Suriye Kürtlerine gelince, Şam rejimi eskiden de Beşşar yönetiminde de Kürtleri yok saymış, onlara en temel vatandaşlık haklarını bile vermemiştir. Ülkede yaşayan ve nüfusun yüzde 8’ini teşkil eden Kürtlerin nüfus kâğıtları bile yoktur.
Cumhurbaşkanımız Recep Tayyip Erdoğan, zamanında yani Suriye iç savaşı 2011’de başlarken bu konuda Beşşar’ın dikkatini çekmiş, ama o buna kulak asmamıştır. Buna karşılık Şam rejimi Türkiye’den intikam için sınır bölgelerinden askerlerini çekip bölgeyi PKK’ya teslim etmiştir…
Ama Şam ile PKK arasındaki sıcak ilişki devam etmiştir. Sınırımızdaki Kamışlı ilçesinin hemen güneyinde bir sivil havaalanı vardır ve bu havaalanı hala Şam rejimi tarafından işletilmektedir.
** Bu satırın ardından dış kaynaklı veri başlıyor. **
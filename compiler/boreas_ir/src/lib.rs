//! Boreas IR - Intermediate Representation Types
//!
//! This crate contains the core data structures for the Boreas
//! Fortran-to-Python transpiler:
//! - Names for interned identifiers
//! - Symbols and per-symbol type attributes
//! - Expression and statement nodes (`ExprKind`, `StmtKind`)
//! - Arena allocation for the whole tree
//! - Visitors and queries over arena-allocated subtrees
//!
//! # Design Philosophy
//!
//! - **Intern Everything**: Strings → Name(u32), Symbols → `SymbolId`(u32),
//!   Types → `TypeId`(u32)
//! - **Flatten Everything**: No Box<Expr>, use `ExprId`(u32) indices
//! - **Structural Identity**: Two references to the same variable intern to
//!   the same `SymbolId`; two identical attribute sets intern to the same
//!   `TypeId`
//!
//! Node kinds are plain `Copy` data; anything variable-length lives in an
//! arena side table behind a `{start, len}` range.

/// Compile-time assertion that a type has a specific size.
///
/// Used to prevent accidental size regressions in frequently-allocated types.
#[macro_export]
macro_rules! static_assert_size {
    ($ty:ty, $size:expr) => {
        const _: [(); $size] = [(); ::std::mem::size_of::<$ty>()];
    };
}

mod arena;
pub mod ast;
mod expr_id;
mod interner;
mod name;
mod queries;
mod symbol;
mod types;
pub mod visitor;

pub use arena::ExprArena;
pub use ast::{
    ExprKind,
    ExprRange,
    KwArg,
    KwArgRange,
    Module,
    OpRange,
    OpSymbol,
    ProgramUnit,
    SourceFile,
    StmtKind,
    StmtRange,
    Subroutine,
};
pub use expr_id::{ExprId, StmtId};
pub use interner::{InternError, NameInterner};
pub use name::Name;
pub use queries::FindVariables;
pub use symbol::{SymbolId, SymbolKey, SymbolTable};
pub use types::{ElementKind, Intent, SymbolAttributes, TypeId};
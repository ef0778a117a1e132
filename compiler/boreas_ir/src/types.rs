//! Declared-type attributes.
//!
//! Every `Scalar`/`Array` occurrence carries a [`TypeId`] resolving to the
//! [`SymbolAttributes`] attached by the external type-resolution pass. The
//! attributes are hash-consed in the arena, so repeated declarations of the
//! same type share one id.

use crate::{ExprId, ExprRange, Name};
use std::fmt;

/// Handle for hash-consed [`SymbolAttributes`] in the arena.
#[derive(Copy, Clone, Eq, PartialEq, Hash)]
#[cfg_attr(feature = "cache", derive(serde::Serialize, serde::Deserialize))]
#[repr(transparent)]
pub struct TypeId(u32);

impl TypeId {
    /// Sentinel for "no type attached".
    pub const INVALID: TypeId = TypeId(u32::MAX);

    /// Create from a pool index.
    #[inline]
    pub const fn new(index: u32) -> Self {
        TypeId(index)
    }

    /// Get the index into the type pool.
    #[inline]
    pub const fn index(self) -> usize {
        self.0 as usize
    }

    /// Check if this is a valid id.
    #[inline]
    pub const fn is_valid(self) -> bool {
        self.0 != u32::MAX
    }
}

impl fmt::Debug for TypeId {
    fn fmt(&self, f: &mut fmt::Formatter<'_>) -> fmt::Result {
        if self.is_valid() {
            write!(f, "TypeId({})", self.0)
        } else {
            write!(f, "TypeId::INVALID")
        }
    }
}

impl Default for TypeId {
    fn default() -> Self {
        Self::INVALID
    }
}

/// Element kind of a declared type.
#[derive(Copy, Clone, Eq, PartialEq, Hash, Debug)]
#[cfg_attr(feature = "cache", derive(serde::Serialize, serde::Deserialize))]
pub enum ElementKind {
    Logical,
    Integer,
    Real,
    Character,
    /// Aggregate (struct-like) type, by its already-translated name.
    Derived(Name),
}

/// Argument access mode.
#[derive(Copy, Clone, Eq, PartialEq, Hash, Debug)]
#[cfg_attr(feature = "cache", derive(serde::Serialize, serde::Deserialize))]
pub enum Intent {
    In,
    Out,
    InOut,
}

/// Declared-type attributes of a symbol.
///
/// `shape` holds the declared dimension expressions; an empty range marks
/// the scalar category. Array-category decisions are driven purely by the
/// shape, never by the element kind.
#[derive(Copy, Clone, Eq, PartialEq, Hash, Debug)]
#[cfg_attr(feature = "cache", derive(serde::Serialize, serde::Deserialize))]
pub struct SymbolAttributes {
    /// Element kind.
    pub dtype: ElementKind,
    /// Precision kind tag (e.g. `real32`), if declared.
    pub kind: Option<Name>,
    /// Declared shape dimensions. Empty for scalars.
    pub shape: ExprRange,
    /// Argument access mode. `None` for local variables.
    pub intent: Option<Intent>,
    /// Explicit initial value, if declared.
    pub initial: Option<ExprId>,
}

impl SymbolAttributes {
    /// Attributes for a plain local of the given element kind.
    pub const fn new(dtype: ElementKind) -> Self {
        SymbolAttributes {
            dtype,
            kind: None,
            shape: ExprRange::EMPTY,
            intent: None,
            initial: None,
        }
    }

    /// Attach a precision kind tag.
    pub const fn with_kind(mut self, kind: Name) -> Self {
        self.kind = Some(kind);
        self
    }

    /// Attach a declared shape.
    pub const fn with_shape(mut self, shape: ExprRange) -> Self {
        self.shape = shape;
        self
    }

    /// Attach an argument intent.
    pub const fn with_intent(mut self, intent: Intent) -> Self {
        self.intent = Some(intent);
        self
    }

    /// Attach an explicit initial value.
    pub const fn with_initial(mut self, initial: ExprId) -> Self {
        self.initial = Some(initial);
        self
    }

    /// Whether the symbol is a routine argument (declared with an intent).
    #[inline]
    pub const fn is_argument(&self) -> bool {
        self.intent.is_some()
    }

    /// Whether the symbol is in the array category.
    #[inline]
    pub const fn is_array(&self) -> bool {
        !self.shape.is_empty()
    }
}
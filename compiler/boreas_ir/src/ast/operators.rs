//! Operator symbols for operation chains.
//!
//! One closed enum covers the operators surviving translation to the
//! Python target. Logical operators carry their keyword spelling; the
//! Fortran source forms (`.and.`, `/=`, ...) are the frontend's concern.

/// Operator in an [`Op`](crate::ExprKind::Op) chain.
#[derive(Copy, Clone, Eq, PartialEq, Hash, Debug)]
#[cfg_attr(feature = "cache", derive(serde::Serialize, serde::Deserialize))]
pub enum OpSymbol {
    // Arithmetic
    Add,
    Sub,
    Mul,
    Div,
    Pow,

    // Comparison
    Eq,
    NotEq,
    Lt,
    LtEq,
    Gt,
    GtEq,

    // Logical
    And,
    Or,
    Not,
}

impl OpSymbol {
    /// Returns the rendered token for this operator.
    pub const fn as_symbol(self) -> &'static str {
        match self {
            Self::Add => "+",
            Self::Sub => "-",
            Self::Mul => "*",
            Self::Div => "/",
            Self::Pow => "**",
            Self::Eq => "==",
            Self::NotEq => "!=",
            Self::Lt => "<",
            Self::LtEq => "<=",
            Self::Gt => ">",
            Self::GtEq => ">=",
            Self::And => "and",
            Self::Or => "or",
            Self::Not => "not",
        }
    }

    /// Returns the infix precedence level of this operator.
    ///
    /// Higher number = binds tighter. Levels follow the target language:
    /// - 1: `or`
    /// - 2: `and`
    /// - 3: `not`
    /// - 4: comparisons
    /// - 5: `+` `-`
    /// - 6: `*` `/`
    /// - 8: `**`
    ///
    /// Level 7 is reserved for the unary sign position and level 9 for
    /// atoms and call syntax; both live in the expression mapper.
    pub const fn precedence(self) -> u8 {
        match self {
            Self::Or => 1,
            Self::And => 2,
            Self::Not => 3,
            Self::Eq | Self::NotEq | Self::Lt | Self::LtEq | Self::Gt | Self::GtEq => 4,
            Self::Add | Self::Sub => 5,
            Self::Mul | Self::Div => 6,
            Self::Pow => 8,
        }
    }
}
Yani her gün buradan Şam’a ve Beyrut’a tarifeli uçak seferleri yapılmaktadır… Bölgeye hâkim olan PKK, PYD ve YPG üçlüsü buna karşı çıkmadığı gibi onların hamiliğine soyunan ABD de itiraz etmemektedir…
Hatta ABD, PKK tarafından işgal edilen Membiç’i Türkler almasın diye Şam rejim güçlerinin bölgede tampon bölge oluşturmasına göz yummuştur…
Yani oynanan oyun çok taraflı ve karışık… Şimdi Türkiye’de birileri “rejimle anlaşalım da sınır bölgelerini Şam kontrol etsin” diyorsa hayal âleminde yaşıyor demektir…
Türkiye Afrin’de “Zeytin Dalı Harekâtı” ile büyük bir oyunu bozmuştur. Şimdi iş harekatı tamamlayıp Membiç ve Fırat’ın batısını da güvenli bir hale getirmektir… Gerisi boş.